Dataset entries
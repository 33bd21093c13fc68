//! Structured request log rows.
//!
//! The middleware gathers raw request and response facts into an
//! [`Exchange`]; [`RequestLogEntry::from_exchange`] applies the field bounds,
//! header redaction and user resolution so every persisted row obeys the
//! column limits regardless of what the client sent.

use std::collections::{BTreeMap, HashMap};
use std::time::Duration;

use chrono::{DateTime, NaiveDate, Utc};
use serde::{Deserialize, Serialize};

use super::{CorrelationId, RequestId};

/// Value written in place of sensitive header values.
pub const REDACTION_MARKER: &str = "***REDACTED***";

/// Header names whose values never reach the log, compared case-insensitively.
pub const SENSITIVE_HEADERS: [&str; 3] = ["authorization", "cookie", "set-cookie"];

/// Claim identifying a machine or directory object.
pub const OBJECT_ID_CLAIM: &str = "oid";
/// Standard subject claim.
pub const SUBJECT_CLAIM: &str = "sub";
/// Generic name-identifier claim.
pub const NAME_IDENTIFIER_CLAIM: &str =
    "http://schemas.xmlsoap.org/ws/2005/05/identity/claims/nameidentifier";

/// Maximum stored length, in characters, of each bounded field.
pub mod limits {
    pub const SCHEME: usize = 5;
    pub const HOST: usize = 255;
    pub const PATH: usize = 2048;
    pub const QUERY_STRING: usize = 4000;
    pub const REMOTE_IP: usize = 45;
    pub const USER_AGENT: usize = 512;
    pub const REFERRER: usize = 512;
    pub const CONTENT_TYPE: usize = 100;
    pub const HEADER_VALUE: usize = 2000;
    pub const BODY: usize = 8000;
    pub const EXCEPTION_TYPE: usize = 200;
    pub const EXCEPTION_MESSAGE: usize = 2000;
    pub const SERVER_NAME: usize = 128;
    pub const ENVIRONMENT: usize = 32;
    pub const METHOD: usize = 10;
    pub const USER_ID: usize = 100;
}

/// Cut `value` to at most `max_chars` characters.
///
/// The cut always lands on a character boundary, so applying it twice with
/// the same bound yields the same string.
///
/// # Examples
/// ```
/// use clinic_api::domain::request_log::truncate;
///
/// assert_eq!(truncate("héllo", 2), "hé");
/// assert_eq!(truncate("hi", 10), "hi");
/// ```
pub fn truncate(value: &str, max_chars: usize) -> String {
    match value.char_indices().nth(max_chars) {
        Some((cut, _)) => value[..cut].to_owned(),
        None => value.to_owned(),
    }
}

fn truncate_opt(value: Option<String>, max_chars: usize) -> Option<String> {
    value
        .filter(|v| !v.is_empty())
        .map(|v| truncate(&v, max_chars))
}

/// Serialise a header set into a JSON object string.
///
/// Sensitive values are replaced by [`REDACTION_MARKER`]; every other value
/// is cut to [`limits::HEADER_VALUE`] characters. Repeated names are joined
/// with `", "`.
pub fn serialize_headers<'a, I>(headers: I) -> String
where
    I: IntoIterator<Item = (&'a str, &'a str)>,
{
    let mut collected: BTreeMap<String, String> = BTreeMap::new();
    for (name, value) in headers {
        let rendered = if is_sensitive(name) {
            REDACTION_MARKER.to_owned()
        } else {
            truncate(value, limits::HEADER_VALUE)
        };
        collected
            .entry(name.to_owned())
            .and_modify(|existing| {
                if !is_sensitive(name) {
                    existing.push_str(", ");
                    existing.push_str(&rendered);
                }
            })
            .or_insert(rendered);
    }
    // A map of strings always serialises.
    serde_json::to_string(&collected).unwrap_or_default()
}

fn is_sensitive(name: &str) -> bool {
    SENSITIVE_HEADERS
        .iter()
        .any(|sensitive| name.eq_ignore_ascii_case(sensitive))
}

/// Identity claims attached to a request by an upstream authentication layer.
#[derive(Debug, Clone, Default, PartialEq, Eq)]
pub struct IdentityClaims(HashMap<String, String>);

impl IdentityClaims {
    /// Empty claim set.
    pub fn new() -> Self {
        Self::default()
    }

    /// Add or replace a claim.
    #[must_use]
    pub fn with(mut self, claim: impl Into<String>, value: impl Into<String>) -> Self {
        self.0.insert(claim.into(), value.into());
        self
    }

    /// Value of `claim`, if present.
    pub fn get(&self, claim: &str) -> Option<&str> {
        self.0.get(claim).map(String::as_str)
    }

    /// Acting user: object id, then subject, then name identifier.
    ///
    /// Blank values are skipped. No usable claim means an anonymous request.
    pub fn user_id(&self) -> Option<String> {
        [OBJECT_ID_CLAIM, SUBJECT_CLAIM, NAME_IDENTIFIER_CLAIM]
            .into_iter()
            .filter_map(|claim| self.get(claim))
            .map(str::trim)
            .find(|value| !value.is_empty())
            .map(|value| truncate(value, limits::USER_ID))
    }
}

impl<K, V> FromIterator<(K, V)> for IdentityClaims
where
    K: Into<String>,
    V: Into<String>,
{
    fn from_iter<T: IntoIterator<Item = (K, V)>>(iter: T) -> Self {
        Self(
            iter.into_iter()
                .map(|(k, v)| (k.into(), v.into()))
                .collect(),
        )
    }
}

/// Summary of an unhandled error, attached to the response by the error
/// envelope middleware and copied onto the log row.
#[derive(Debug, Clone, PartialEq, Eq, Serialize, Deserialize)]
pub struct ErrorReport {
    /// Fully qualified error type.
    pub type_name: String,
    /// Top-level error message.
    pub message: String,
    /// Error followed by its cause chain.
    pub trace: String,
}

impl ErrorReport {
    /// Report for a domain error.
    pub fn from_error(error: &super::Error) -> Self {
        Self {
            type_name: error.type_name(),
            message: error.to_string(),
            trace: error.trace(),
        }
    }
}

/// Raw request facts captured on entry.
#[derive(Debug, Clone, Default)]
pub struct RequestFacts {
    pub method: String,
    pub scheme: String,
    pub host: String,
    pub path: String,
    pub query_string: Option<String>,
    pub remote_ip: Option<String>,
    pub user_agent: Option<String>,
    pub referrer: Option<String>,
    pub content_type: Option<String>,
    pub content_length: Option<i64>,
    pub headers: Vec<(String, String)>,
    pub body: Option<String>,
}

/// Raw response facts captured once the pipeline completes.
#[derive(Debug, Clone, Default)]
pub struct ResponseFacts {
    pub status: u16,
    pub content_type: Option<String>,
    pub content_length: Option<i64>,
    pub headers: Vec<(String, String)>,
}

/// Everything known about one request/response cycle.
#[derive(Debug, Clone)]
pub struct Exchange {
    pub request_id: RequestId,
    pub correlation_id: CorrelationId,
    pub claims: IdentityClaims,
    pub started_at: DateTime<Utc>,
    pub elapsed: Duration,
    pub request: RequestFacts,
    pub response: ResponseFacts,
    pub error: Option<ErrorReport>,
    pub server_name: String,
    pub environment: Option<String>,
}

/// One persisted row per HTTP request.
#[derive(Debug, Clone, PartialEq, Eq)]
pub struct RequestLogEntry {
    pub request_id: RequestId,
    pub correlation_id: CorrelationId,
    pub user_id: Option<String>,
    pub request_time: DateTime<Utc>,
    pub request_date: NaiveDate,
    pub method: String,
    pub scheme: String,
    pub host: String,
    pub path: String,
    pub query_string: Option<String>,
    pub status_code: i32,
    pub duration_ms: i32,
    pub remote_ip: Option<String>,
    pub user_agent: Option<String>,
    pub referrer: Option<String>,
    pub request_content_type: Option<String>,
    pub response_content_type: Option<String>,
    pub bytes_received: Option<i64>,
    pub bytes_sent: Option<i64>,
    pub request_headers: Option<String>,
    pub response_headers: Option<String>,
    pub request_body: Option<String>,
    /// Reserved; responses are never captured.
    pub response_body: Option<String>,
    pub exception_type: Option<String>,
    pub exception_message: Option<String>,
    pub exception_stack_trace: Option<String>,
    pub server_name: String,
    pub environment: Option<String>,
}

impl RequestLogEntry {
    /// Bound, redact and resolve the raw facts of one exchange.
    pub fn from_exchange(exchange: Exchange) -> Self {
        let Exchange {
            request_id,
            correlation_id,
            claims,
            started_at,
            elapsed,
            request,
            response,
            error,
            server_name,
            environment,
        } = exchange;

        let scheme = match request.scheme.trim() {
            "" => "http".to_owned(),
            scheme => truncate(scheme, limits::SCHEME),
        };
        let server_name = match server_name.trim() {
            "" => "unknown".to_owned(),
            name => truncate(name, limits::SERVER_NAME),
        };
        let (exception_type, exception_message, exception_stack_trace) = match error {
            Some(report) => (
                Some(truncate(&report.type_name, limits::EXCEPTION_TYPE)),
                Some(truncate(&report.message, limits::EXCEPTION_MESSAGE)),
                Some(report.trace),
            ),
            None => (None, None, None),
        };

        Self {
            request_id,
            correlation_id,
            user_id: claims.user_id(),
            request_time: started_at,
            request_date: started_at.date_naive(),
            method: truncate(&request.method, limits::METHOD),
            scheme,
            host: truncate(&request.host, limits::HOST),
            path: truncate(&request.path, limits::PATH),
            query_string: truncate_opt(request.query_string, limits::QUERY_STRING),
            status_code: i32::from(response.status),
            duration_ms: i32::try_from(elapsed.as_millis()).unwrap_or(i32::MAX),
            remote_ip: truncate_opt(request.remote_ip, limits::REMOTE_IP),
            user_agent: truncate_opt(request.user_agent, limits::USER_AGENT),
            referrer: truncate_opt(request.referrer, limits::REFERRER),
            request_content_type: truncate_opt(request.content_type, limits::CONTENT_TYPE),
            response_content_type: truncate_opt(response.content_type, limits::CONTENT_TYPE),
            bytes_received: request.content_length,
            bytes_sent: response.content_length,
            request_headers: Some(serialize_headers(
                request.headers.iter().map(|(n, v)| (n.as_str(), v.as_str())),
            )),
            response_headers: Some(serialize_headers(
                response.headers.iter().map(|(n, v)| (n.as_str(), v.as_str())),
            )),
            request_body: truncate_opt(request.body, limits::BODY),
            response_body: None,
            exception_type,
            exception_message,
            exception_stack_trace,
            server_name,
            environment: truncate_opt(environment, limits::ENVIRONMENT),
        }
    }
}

__Work order__
Collect the complete line wherever the string "values" appears in the records.

__Exercise result__
/// Value written in place of sensitive header values.
/// Header names whose values never reach the log, compared case-insensitively.
/// Sensitive values are replaced by [`REDACTION_MARKER`]; every other value
    /// Blank values are skipped. No usable claim means an anonymous request.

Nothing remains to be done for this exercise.